2. AI Development Updates Released Yesterday
   Published: 2025-05-14 (1 days ago)
   Score: 0.7322

3. AI Ethics Guidelines Released by International Body
   Published: 2025-04-15 (30 days ago)
   Score: 0.0814

4. AI Research Advancements Published in January
   Published: 2025-02-14 (90 days ago)
   Score: 0.0000

Kesimpulan

Pemeringkatan berbasis waktu menggunakan fungsi peluruhan di Milvus menyediakan cara yang ampuh untuk menyeimbangkan relevansi semantik dengan kemutakhiran.

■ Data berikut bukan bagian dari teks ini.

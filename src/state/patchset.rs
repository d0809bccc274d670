use std::collections::HashMap;
use std::hash::Hash;

use super::patch::Patch;

/// A stack of [`Patch`] layers presenting one transactional view.
///
/// Index 0 is the base layer and the last patch is the current one. The effective value for a key
/// comes from the topmost layer that either sets or deletes it.
///
/// Reads are cached. A `Some` cache entry is a known value and a `None` entry is a known absence. A
/// missing entry means the layers have to be walked. `cache_in_sync` is only true when the cache
/// holds exactly the effective key/value set, which only [`PatchSet::as_map`] establishes.
///
/// Not internally synchronized, each simulation should own its own instance.
#[derive(Debug)]
pub struct PatchSet<K, V> {
    patches: Vec<Patch<K, V>>,
    cache: HashMap<K, Option<V>>,
    cache_in_sync: bool,
}

impl<K, V> Default for PatchSet<K, V> {
    fn default() -> Self {
        Self {
            patches: Vec::new(),
            cache: HashMap::new(),
            cache_in_sync: false,
        }
    }
}

impl<K, V> PatchSet<K, V>
where
    K: Eq + Hash + Clone,
    V: Clone,
{
    pub fn new(patches: impl IntoIterator<Item = Patch<K, V>>) -> Self {
        Self {
            patches: patches.into_iter().collect(),
            ..Default::default()
        }
    }

    /// Start a new, empty layer on top of the stack.
    pub fn fork(&mut self) {
        self.patches.push(Patch::new());
    }

    /// Fold the current layer into the one below it.
    ///
    /// Effective values do not change so the cache stays valid.
    pub fn commit(&mut self) {
        if self.patches.len() < 2 {
            return;
        }
        if let Some(current) = self.patches.pop() {
            if let Some(below) = self.patches.last_mut() {
                below.merge(current);
            }
        }
    }

    /// Discard the current layer.
    pub fn revert(&mut self) {
        if self.patches.len() <= 1 {
            return;
        }
        if let Some(current) = self.patches.pop() {
            for key in current.modified().keys() {
                self.cache.remove(key);
            }
            for key in current.deleted() {
                self.cache.remove(key);
            }
            // lower layers may hold values for keys the cache never saw
            self.cache_in_sync = false;
        }
    }

    /// Find the effective value for `key`, caching the outcome.
    pub fn find_value(&mut self, key: &K) -> Option<V> {
        if let Some(cached) = self.cache.get(key) {
            return cached.clone();
        }

        let value = self.lookup(key);
        self.cache.insert(key.clone(), value.clone());
        value
    }

    fn lookup(&self, key: &K) -> Option<V> {
        for patch in self.patches.iter().rev() {
            if patch.is_deleted(key) {
                return None;
            }
            if let Some(value) = patch.get(key) {
                return Some(value.clone());
            }
        }
        None
    }

    /// Materialize the effective key/value set.
    pub fn as_map(&mut self) -> HashMap<K, V> {
        if self.cache_in_sync {
            return self
                .cache
                .iter()
                .filter_map(|(k, v)| v.as_ref().map(|v| (k.clone(), v.clone())))
                .collect();
        }

        let mut merged = HashMap::new();
        for patch in &self.patches {
            for (key, value) in patch.modified() {
                merged.insert(key.clone(), value.clone());
            }
            for key in patch.deleted() {
                merged.remove(key);
            }
        }

        self.cache = merged
            .iter()
            .map(|(k, v)| (k.clone(), Some(v.clone())))
            .collect();
        self.cache_in_sync = true;
        merged
    }

    /// Set `key` in the current layer.
    pub fn set_current(&mut self, key: K, value: V) {
        let current = self.current_mut();
        current.set(key.clone(), value.clone());
        self.cache.insert(key, Some(value));
    }

    /// Delete `key` in the current layer, deleting an absent key is a no-op on the view.
    pub fn delete_current(&mut self, key: K) {
        let current = self.current_mut();
        current.delete(key.clone());
        self.cache.insert(key, None);
    }

    /// Whether the current layer itself modifies `key`.
    pub fn in_current_patch(&self, key: &K) -> bool {
        self.patches
            .last()
            .map_or(false, |p| p.get(key).is_some())
    }

    fn current_mut(&mut self) -> &mut Patch<K, V> {
        if self.patches.is_empty() {
            self.fork();
        }
        let last = self.patches.len() - 1;
        &mut self.patches[last]
    }

    /// The number of layers.
    pub fn len(&self) -> usize {
        self.patches.len()
    }

    pub fn is_empty(&self) -> bool {
        self.patches.is_empty()
    }

    /// Copy every layer with the given functions, the copy starts with a cold cache.
    pub fn clone_with(
        &self,
        clone_key: impl Fn(&K) -> K,
        clone_value: impl Fn(&V) -> V,
    ) -> Self {
        Self {
            patches: self
                .patches
                .iter()
                .map(|p| p.clone_with(&clone_key, &clone_value))
                .collect(),
            ..Default::default()
        }
    }

    #[cfg(test)]
    pub(crate) fn cache(&self) -> &HashMap<K, Option<V>> {
        &self.cache
    }

    #[cfg(test)]
    pub(crate) fn cache_in_sync(&self) -> bool {
        self.cache_in_sync
    }
}

impl<K, V> Clone for PatchSet<K, V>
where
    K: Eq + Hash + Clone,
    V: Clone,
{
    fn clone(&self) -> Self {
        self.clone_with(K::clone, V::clone)
    }
}

#[cfg(test)]
mod tests {
    use maplit::hashmap;

    use super::*;

    /// Build a patch set from layers where `None` marks a deletion.
    fn build(layers: Vec<HashMap<&'static str, Option<i32>>>) -> PatchSet<&'static str, i32> {
        PatchSet::new(layers.into_iter().map(|layer| {
            let mut patch = Patch::new();
            for (k, v) in layer {
                match v {
                    Some(v) => patch.set(k, v),
                    None => patch.delete(k),
                }
            }
            patch
        }))
    }

    macro_rules! as_map_table {
        { $($name:ident: [$($layer:expr),*] => $want:expr,)+ } => {
            $(
                #[test]
                fn $name() {
                    let mut ps = build(vec![$($layer),*]);
                    assert_eq!(ps.as_map(), $want);
                }
            )+
        };
    }

    as_map_table! {
        as_map_empty: [] => HashMap::new(),
        as_map_single_layer: [hashmap! {"a" => Some(1), "b" => Some(2)}]
            => hashmap! {"a" => 1, "b" => 2},
        as_map_only_deletions: [hashmap! {"a" => None, "b" => None}] => HashMap::new(),
        as_map_overwrite: [
            hashmap! {"a" => Some(1), "b" => Some(2)},
            hashmap! {"b" => Some(22), "c" => Some(3)}
        ] => hashmap! {"a" => 1, "b" => 22, "c" => 3},
        as_map_with_deletions: [
            hashmap! {"a" => Some(1), "b" => None, "x" => Some(100)},
            hashmap! {"c" => Some(3), "x" => Some(101), "a" => None}
        ] => hashmap! {"c" => 3, "x" => 101},
        as_map_add_after_delete: [
            hashmap! {"a" => None},
            hashmap! {"a" => Some(11), "b" => Some(2)}
        ] => hashmap! {"a" => 11, "b" => 2},
        as_map_all_in_one: [
            hashmap! {"k1" => Some(1), "k2" => Some(2)},
            hashmap! {"k2" => Some(22), "k3" => Some(3), "k1" => None},
            hashmap! {"k1" => Some(111), "k3" => Some(33), "k4" => Some(4), "deleted" => None}
        ] => hashmap! {"k2" => 22, "k3" => 33, "k4" => 4, "k1" => 111},
    }

    #[test]
    fn find_value_scans_top_down() {
        let mut ps = build(vec![
            hashmap! {"a" => Some(1)},
            hashmap! {"a" => None},
            hashmap! {"a" => Some(111), "b" => Some(2)},
        ]);
        assert_eq!(ps.find_value(&"a"), Some(111));
        assert_eq!(ps.find_value(&"b"), Some(2));
        assert_eq!(ps.find_value(&"x"), None);

        let mut ps = build(vec![
            hashmap! {"a" => Some(1)},
            hashmap! {"a" => None, "b" => Some(2)},
            hashmap! {"c" => Some(3)},
        ]);
        assert_eq!(ps.find_value(&"a"), None);
    }

    #[test]
    fn find_value_on_empty_set() {
        let mut ps = PatchSet::<&str, i32>::default();
        assert_eq!(ps.find_value(&"a"), None);
    }

    #[test]
    fn commit_keeps_view_and_drops_a_layer() {
        let mut ps = build(vec![
            hashmap! {"x" => Some(10)},
            hashmap! {"x" => None},
            hashmap! {"x" => Some(30)},
            hashmap! {"y" => Some(40), "x" => None},
        ]);
        let want = hashmap! {"y" => 40};
        assert_eq!(ps.as_map(), want);
        for layers in (1..4).rev() {
            ps.commit();
            assert_eq!(ps.len(), layers);
            assert_eq!(ps.as_map(), want);
        }
        ps.commit();
        assert_eq!(ps.len(), 1);
        assert_eq!(ps.as_map(), want);
    }

    #[test]
    fn commit_and_revert_on_empty_set_are_noops() {
        let mut ps = PatchSet::<&str, i32>::default();
        ps.commit();
        ps.revert();
        assert_eq!(ps.len(), 0);
        assert!(ps.as_map().is_empty());
    }

    #[test]
    fn revert_peels_layers() {
        let mut ps = build(vec![
            hashmap! {"a" => Some(1), "b" => Some(2), "z" => Some(100)},
            hashmap! {"b" => Some(22), "c" => Some(3), "a" => None},
            hashmap! {
                "c" => Some(33),
                "d" => Some(4),
                "a" => Some(111),
                "b" => None,
                "deleted" => None,
            },
        ]);
        assert_eq!(
            ps.as_map(),
            hashmap! {"z" => 100, "c" => 33, "d" => 4, "a" => 111}
        );
        ps.revert();
        assert_eq!(ps.as_map(), hashmap! {"z" => 100, "b" => 22, "c" => 3});
        ps.revert();
        assert_eq!(ps.as_map(), hashmap! {"a" => 1, "b" => 2, "z" => 100});
        // the base layer is never reverted
        ps.revert();
        assert_eq!(ps.len(), 1);
        assert_eq!(ps.as_map(), hashmap! {"a" => 1, "b" => 2, "z" => 100});
    }

    #[test]
    fn fork_mutate_revert() {
        let mut ps = PatchSet::new([Patch::<&str, i32>::new()]);
        ps.fork();
        assert_eq!(ps.len(), 2);
        ps.set_current("a", 1);
        ps.set_current("b", 2);
        ps.delete_current("a");
        ps.revert();
        assert_eq!(ps.len(), 1);
        assert!(ps.as_map().is_empty());
    }

    #[test]
    fn fork_fork_commit_revert() {
        let mut ps = PatchSet::new([Patch::<&str, i32>::new()]);
        ps.fork();
        ps.fork();
        ps.set_current("a", 1);
        ps.set_current("b", 2);
        ps.delete_current("a");
        ps.commit();
        assert_eq!(ps.len(), 2);
        assert_eq!(ps.as_map(), hashmap! {"b" => 2});
        ps.revert();
        assert_eq!(ps.len(), 1);
        assert!(ps.as_map().is_empty());
    }

    #[test]
    fn fork_commit_matches_direct_set() {
        let mut forked = build(vec![hashmap! {"a" => Some(1), "b" => None}]);
        forked.fork();
        forked.set_current("b", 2);
        forked.commit();

        let mut direct = build(vec![hashmap! {"a" => Some(1), "b" => None}]);
        direct.set_current("b", 2);

        assert_eq!(forked.as_map(), direct.as_map());
        assert_eq!(forked.len(), direct.len());
    }

    #[test]
    fn mutations_self_heal_empty_set() {
        let mut ps = PatchSet::<&str, i32>::default();
        ps.set_current("a", 1);
        assert_eq!(ps.len(), 1);
        assert_eq!(ps.find_value(&"a"), Some(1));

        let mut ps = PatchSet::<&str, i32>::default();
        ps.delete_current("a");
        assert_eq!(ps.len(), 1);
        assert_eq!(ps.find_value(&"a"), None);
    }

    #[test]
    fn delete_current_twice() {
        let mut ps = build(vec![hashmap! {"a" => Some(1)}]);
        ps.delete_current("a");
        assert_eq!(ps.find_value(&"a"), None);
        ps.delete_current("a");
        assert_eq!(ps.find_value(&"a"), None);
        ps.delete_current("never");
        assert_eq!(ps.find_value(&"never"), None);
    }

    #[test]
    fn in_current_patch_only_sees_top_modifications() {
        let mut ps = build(vec![hashmap! {"a" => Some(1)}]);
        ps.fork();
        assert!(!ps.in_current_patch(&"a"));
        ps.set_current("b", 2);
        assert!(ps.in_current_patch(&"b"));
        ps.delete_current("b");
        assert!(!ps.in_current_patch(&"b"));
        assert!(!PatchSet::<&str, i32>::default().in_current_patch(&"a"));
    }

    #[test]
    fn find_value_populates_cache() {
        let mut ps = build(vec![hashmap! {"a" => None, "b" => Some(2)}]);
        ps.find_value(&"a");
        ps.find_value(&"b");
        assert_eq!(ps.cache(), &hashmap! {"a" => None, "b" => Some(2)});
        assert!(!ps.cache_in_sync());
    }

    #[test]
    fn as_map_syncs_cache_without_tombstones() {
        let mut ps = build(vec![hashmap! {"a" => Some(1), "b" => None, "c" => Some(3)}]);
        ps.as_map();
        assert_eq!(ps.cache(), &hashmap! {"a" => Some(1), "c" => Some(3)});
        assert!(ps.cache_in_sync());
    }

    #[test]
    fn current_mutations_write_through_cache() {
        let mut ps = build(vec![hashmap! {"x" => Some(5)}]);
        ps.find_value(&"x");
        ps.set_current("x", 10);
        assert_eq!(ps.cache(), &hashmap! {"x" => Some(10)});
        ps.delete_current("x");
        assert_eq!(ps.cache(), &hashmap! {"x" => None});
        assert!(!ps.cache_in_sync());
    }

    #[test]
    fn revert_evicts_touched_keys() {
        let mut ps = build(vec![
            hashmap! {"a" => Some(1)},
            hashmap! {"b" => Some(2), "a" => Some(11)},
        ]);
        ps.find_value(&"a");
        ps.find_value(&"b");
        ps.revert();
        assert!(ps.cache().is_empty());
        assert!(!ps.cache_in_sync());

        let mut ps = build(vec![hashmap! {"a" => Some(1)}, hashmap! {"b" => Some(2)}]);
        ps.as_map();
        ps.revert();
        assert_eq!(ps.cache(), &hashmap! {"a" => Some(1)});
        assert!(!ps.cache_in_sync());
    }

    #[test]
    fn fork_and_commit_keep_sync() {
        let mut ps = build(vec![hashmap! {"a" => Some(1)}, hashmap! {"b" => Some(2)}]);
        ps.as_map();
        ps.fork();
        assert!(ps.cache_in_sync());
        ps.commit();
        ps.commit();
        assert!(ps.cache_in_sync());
        assert_eq!(ps.cache(), &hashmap! {"a" => Some(1), "b" => Some(2)});
    }

    #[test]
    fn cache_never_diverges_from_layers() {
        let mut ps = build(vec![hashmap! {"a" => Some(1), "b" => Some(2)}]);
        assert_eq!(ps.as_map(), hashmap! {"a" => 1, "b" => 2});

        ps.fork();
        ps.set_current("a", 10);
        ps.delete_current("b");
        assert_eq!(ps.find_value(&"a"), Some(10));
        assert_eq!(ps.find_value(&"b"), None);

        ps.revert();
        // a warm and a cold read agree after the revert
        let cold = ps.clone().find_value(&"a");
        assert_eq!(ps.find_value(&"a"), cold);
        assert_eq!(ps.find_value(&"a"), Some(1));
        assert_eq!(ps.find_value(&"b"), Some(2));
        assert_eq!(ps.as_map(), hashmap! {"a" => 1, "b" => 2});
    }

    #[test]
    fn clone_with_is_independent() {
        let mut original = build(vec![hashmap! {"a" => Some(1)}, hashmap! {"b" => None}]);
        let mut copy = original.clone_with(|k| *k, |v| v * 10);
        copy.set_current("c", 3);
        assert_eq!(copy.len(), 2);
        assert_eq!(copy.as_map(), hashmap! {"a" => 10, "c" => 3});
        assert_eq!(original.as_map(), hashmap! {"a" => 1});
    }
}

Dengan mengonfigurasi fungsi peluruhan dan parameter yang sesuai, Anda dapat membuat pengalaman penelusuran yang menyoroti konten baru sambil tetap menghormati relevansi semantik.

Pendekatan ini sangat berharga untuk:

  • Platform berita dan media

  • Daftar produk e-commerce

  • Umpan konten media sosial

  • Basis pengetahuan dan sistem dokumentasi

  • Repositori makalah penelitian

Dengan memahami matematika di balik fungsi peluruhan dan bereksperimen dengan parameter yang berbeda, Anda dapat menyempurnakan sistem pencarian Anda untuk memberikan keseimbangan optimal antara relevansi dan kesegaran untuk kasus penggunaan spesifik Anda.